Esta operação divina é única na história da mística.
« Recebi de
Jesus o Seu Sangue Divino ― explica ela ―, que
caiu do Seu Coração para o meu ».
Mas ela ainda tem
mais que explicar:
« Deixei de ver
os Anjos, a Mãezinha, o Céu; ficou só Jesus. Disse-Lhe ainda com o coração a
arder:
― Ó meu Jesus,
eu não temo a cruz, temo a minha miséria. Com a Vossa graça divina suportarei
todo o peso que me esmaga. O que eu não sei, meu Jesus, é como me hei-de tornar
digna de Vós. Eu, Jesus, eu, meu amor, eu, a mais pobre e indigna das Vossas
filhas temo e tremo ».
Alexandrina amava a
Cruz porque nesta ela via Jesus, o seu tão Amado Jesus que por ela dera sua
vida, mas não só por ela, como por nós todos. Este amor sem falhas, era nela um
amor corajoso, um amor que não recua, que é capaz de tudo, até mesmo de
heroísmo. É este amor invencível que leva a Bem-aventurada a exclamar: ― « Ó
meu Jesus, eu não temo a cruz, temo a minha miséria ».
E é também porque
ela teme a sua própria miséria que ela diz ainda: ― « Eu, Jesus, eu, meu
amor, eu, a mais pobre e indigna das Vossas filhas temo e tremo ».
Esta humildade
necessita de ser assegurada, de ser guiada, eis porque o Senhor vem ao socorro
da sua amada:
― « Coragem,
esposa amada!
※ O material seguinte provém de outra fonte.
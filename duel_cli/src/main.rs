//! duel_cli - run duel estimates from the command line
//!
//! Run with: `duel_cli fight <champion_a> <champion_b>` or
//! `duel_cli build <champion>` or `duel_cli counters <champion>`

mod commands;

use anyhow::Result;
use clap::Parser;
use commands::{Build, Counters, Fight};

/// Estimate 1v1 champion duels
#[derive(Parser)]
#[command(name = "duel_cli")]
#[command(about = "Estimate 1v1 champion duels", long_about = None)]
#[command(version)]
struct Cli {
    #[command(subcommand)]
    command: Command,
}

#[derive(Parser)]
enum Command {
    /// Simulate a duel between two champions
    Fight(Fight),

    /// Analyze a loadout, optionally against a second one
    Build(Build),

    /// List counter matchups for a champion
    Counters(Counters),
}

fn main() -> Result<()> {
    tracing_subscriber::fmt()
        .with_env_filter(
            tracing_subscriber::EnvFilter::try_from_default_env()
                .unwrap_or_else(|_| tracing_subscriber::EnvFilter::new("warn")),
        )
        .with_writer(std::io::stderr)
        .init();

    let cli = Cli::parse();

    match cli.command {
        Command::Fight(cmd) => cmd.execute(),
        Command::Build(cmd) => cmd.execute(),
        Command::Counters(cmd) => cmd.execute(),
    }
}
És pequenina para seres grande; sentes-te horrorosa para seres
Formosíssima. Essa podridão é do mundo, não é tua. Coopera Comigo, Eu
tornar-te-ei digna de Mim, farei que tenhas toda a graça e pureza, que de ti
exijo. Vai contente e alegre, vai para a cruz ».
Cooperar com Jesus
na redenção dos seus irmão extraviados, foi sempre o voto fervoroso e corajoso
da Alexandrina. Animada por saber que esta “podridão é do mundo, não é dela”,
ela agradece e toma mesmo iniciativas ousadas: vencer o Coração de Jesus, para
que Jesus possa vencer à Coração do Seu Eterno Pai e evitar assim que a divina
Justiça caia sobre o mundo e sobre os pecadores que não arrepiam caminho.
― « Obrigada,
meu bom Jesus; dizei por mim um outro obrigada à querida Mãezinha. Eu vou para a
cruz, só por Vosso amor e por amor às almas. Mas vou ainda confiada que hei-de
vencer o Vosso Divino Coração e Vós vencereis o Vosso Eterno Pai, para que o
mundo seja poupado à Sua justiça Divina. Ai, meu Deus, o tempo passa, foge e eu
sem virtudes, sem amor. Que pobreza a minha! »
Santa Teresa de
Ávila, depois de ter descrito o facto que acima transcrevemos, diz no mesmo
Livro da sua Vida e no mesmo capítulo 29:
« Muitas vezes
tenho pensado, espantada, na grande bondade de Deus e a minha alma tem-se
regalado de ver a Sua grande magnificência e misericórdia. Seja bendito por
tudo! Tenho visto claramente Ele não deixar sem paga, até mesmo nesta vida,
nenhum desejo bom ».
A semelhança é
ainda aqui evidente. Eis o que diz a Alexandrina ao terminar o seu diário de 13
de Junho de 1947:
« Quando recordo
o tempo, que passei neste colóquio, sinto-me mais forte. Oh, como Jesus é bom! »
Quando a fonte é
idêntica, mesmo se a água corre por orifícios diferentes, é sempre a mesma água
que corre, a mesma água cristalina.
Em muitos outros
êxtases da Bem-aventurada Alexandrina, podem encontrar-se estas semelhanças
extraordinárias.
Será de admirar?
Não, porque, como dissemos acima, a Fonte é a mesma. Não disse Jesus à
Alexandrina: “Tu és doutora em ciências divinas”?
A única diferença
que aqui podemos assinalar é que Santa Teresa de Ávila foi nomeada Doutor da
Igreja universal, o que não é o caso, por enquanto da Beata Alexandrina, mas que
poderá vir a sê-lo, se tal for a Vontade do Senhor.